> **Your goal**
Among the lines below, list those containing the string "Self".

> **Provided data**
*** Block opens ***

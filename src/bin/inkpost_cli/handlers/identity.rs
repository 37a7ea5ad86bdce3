use inkpost::application::identity::{
    OnboardingMachine, OnboardingState, Readiness, RenameError, RenameOutcome, RenameReconciler,
    WelcomeChoice,
};
use inkpost::domain::author::AuthorIdentity;
use serde::Serialize;
use tokio::io::{AsyncBufRead, AsyncBufReadExt};

use crate::args::{NameCmd, WelcomeArgs};
use crate::client::{CliError, Ctx};
use crate::print::print_json;

#[derive(Debug, Serialize)]
#[serde(rename_all = "camelCase")]
pub struct IdentityView {
    pub readiness: &'static str,
    pub persistent: bool,
    pub author_name: Option<String>,
    pub display_name: String,
    pub initialized: bool,
    pub welcome_suppressed: bool,
    pub welcome_completed: bool,
}

impl IdentityView {
    fn new(readiness: Readiness, persistent: bool, identity: &AuthorIdentity) -> Self {
        Self {
            readiness: readiness_label(readiness),
            persistent,
            author_name: identity.name.as_ref().map(|name| name.as_str().to_string()),
            display_name: identity.display_name().to_string(),
            initialized: identity.initialized,
            welcome_suppressed: identity.welcome_suppressed,
            welcome_completed: identity.welcome_completed,
        }
    }
}

#[derive(Debug, Serialize)]
#[serde(rename_all = "camelCase")]
pub struct WelcomeView {
    pub state: &'static str,
    pub display_name: Option<String>,
}

#[derive(Debug, Serialize)]
#[serde(rename_all = "camelCase")]
pub struct RenameView {
    pub outcome: &'static str,
    pub name: String,
    pub updated_count: u64,
}

impl From<&RenameOutcome> for RenameView {
    fn from(outcome: &RenameOutcome) -> Self {
        let label = match outcome {
            RenameOutcome::FirstName { .. } => "first_name",
            RenameOutcome::Unchanged { .. } => "unchanged",
            RenameOutcome::Relabelled { .. } => "relabelled",
        };
        Self {
            outcome: label,
            name: outcome.name().as_str().to_string(),
            updated_count: outcome.updated_count(),
        }
    }
}

pub async fn whoami(ctx: &Ctx) -> Result<IdentityView, CliError> {
    let identity = ctx
        .store
        .identity()
        .await
        .unwrap_or_default();
    let view = IdentityView::new(
        ctx.store.readiness(),
        ctx.store.is_persistent().await,
        &identity,
    );
    print_json(&view)?;
    Ok(view)
}

/// Drive onboarding; when the prompt opens, answer it from the flags or from `input`.
pub async fn welcome<R>(ctx: &Ctx, args: WelcomeArgs, input: &mut R) -> Result<WelcomeView, CliError>
where
    R: AsyncBufRead + Unpin,
{
    let machine = OnboardingMachine::new(ctx.store.clone()).with_delay(ctx.welcome_delay);
    let mut state = machine.run().await?;

    if state == OnboardingState::Prompting {
        let choice = match (args.name, args.anonymous) {
            (Some(name), _) => WelcomeChoice::SetName {
                name,
                dont_show_again: args.dont_show_again,
            },
            (None, true) => WelcomeChoice::ContinueAnonymously {
                dont_show_again: args.dont_show_again,
            },
            (None, false) => prompt_for_choice(input, args.dont_show_again).await?,
        };
        state = machine.resolve(choice).await?;
    }

    let view = WelcomeView {
        state: state_label(state),
        display_name: ctx
            .store
            .identity()
            .await
            .map(|identity| identity.display_name().to_string()),
    };
    print_json(&view)?;
    Ok(view)
}

async fn prompt_for_choice<R>(input: &mut R, dont_show_again: bool) -> Result<WelcomeChoice, CliError>
where
    R: AsyncBufRead + Unpin,
{
    eprint!("Welcome! Enter your name (leave blank to stay anonymous): ");
    let mut line = String::new();
    input
        .read_line(&mut line)
        .await
        .map_err(|err| CliError::InvalidInput(format!("failed to read answer: {err}")))?;

    let name = line.trim();
    if name.is_empty() {
        Ok(WelcomeChoice::ContinueAnonymously { dont_show_again })
    } else {
        Ok(WelcomeChoice::SetName {
            name: name.to_string(),
            dont_show_again,
        })
    }
}

pub async fn handle_name(ctx: &Ctx, cmd: NameCmd) -> Result<(), CliError> {
    match cmd {
        NameCmd::Set { name } => set_name(ctx, &name).await.map(|_| ()),
        NameCmd::ResetWelcome => {
            ctx.store.reset_welcome().await?;
            whoami(ctx).await.map(|_| ())
        }
    }
}

/// First and unchanged names commit locally; only a real rename needs `--site`.
pub async fn set_name(ctx: &Ctx, name: &str) -> Result<RenameView, CliError> {
    let reconciler = match ctx.content_client() {
        Some(content) => RenameReconciler::new(ctx.store.clone(), content),
        None => RenameReconciler::offline(ctx.store.clone()),
    }
    .with_timeout(ctx.timeout);
    let outcome = reconciler.rename_author(name).await.map_err(|err| match err {
        RenameError::Offline { .. } => CliError::MissingSite,
        other => CliError::Rename(other),
    })?;
    let view = RenameView::from(&outcome);
    print_json(&view)?;
    Ok(view)
}

fn readiness_label(readiness: Readiness) -> &'static str {
    match readiness {
        Readiness::Pending => "pending",
        Readiness::Ready => "ready",
        Readiness::Unavailable => "unavailable",
    }
}

fn state_label(state: OnboardingState) -> &'static str {
    match state {
        OnboardingState::Unknown => "unknown",
        OnboardingState::AnonymousNew => "anonymous_new",
        OnboardingState::Prompting => "prompting",
        OnboardingState::Resolved => "resolved",
    }
}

*** Block closes ***

> **Result for this task**
    fn new(readiness: Readiness, persistent: bool, identity: &AuthorIdentity) -> Self {
        Self {
    fn from(outcome: &RenameOutcome) -> Self {
        Self {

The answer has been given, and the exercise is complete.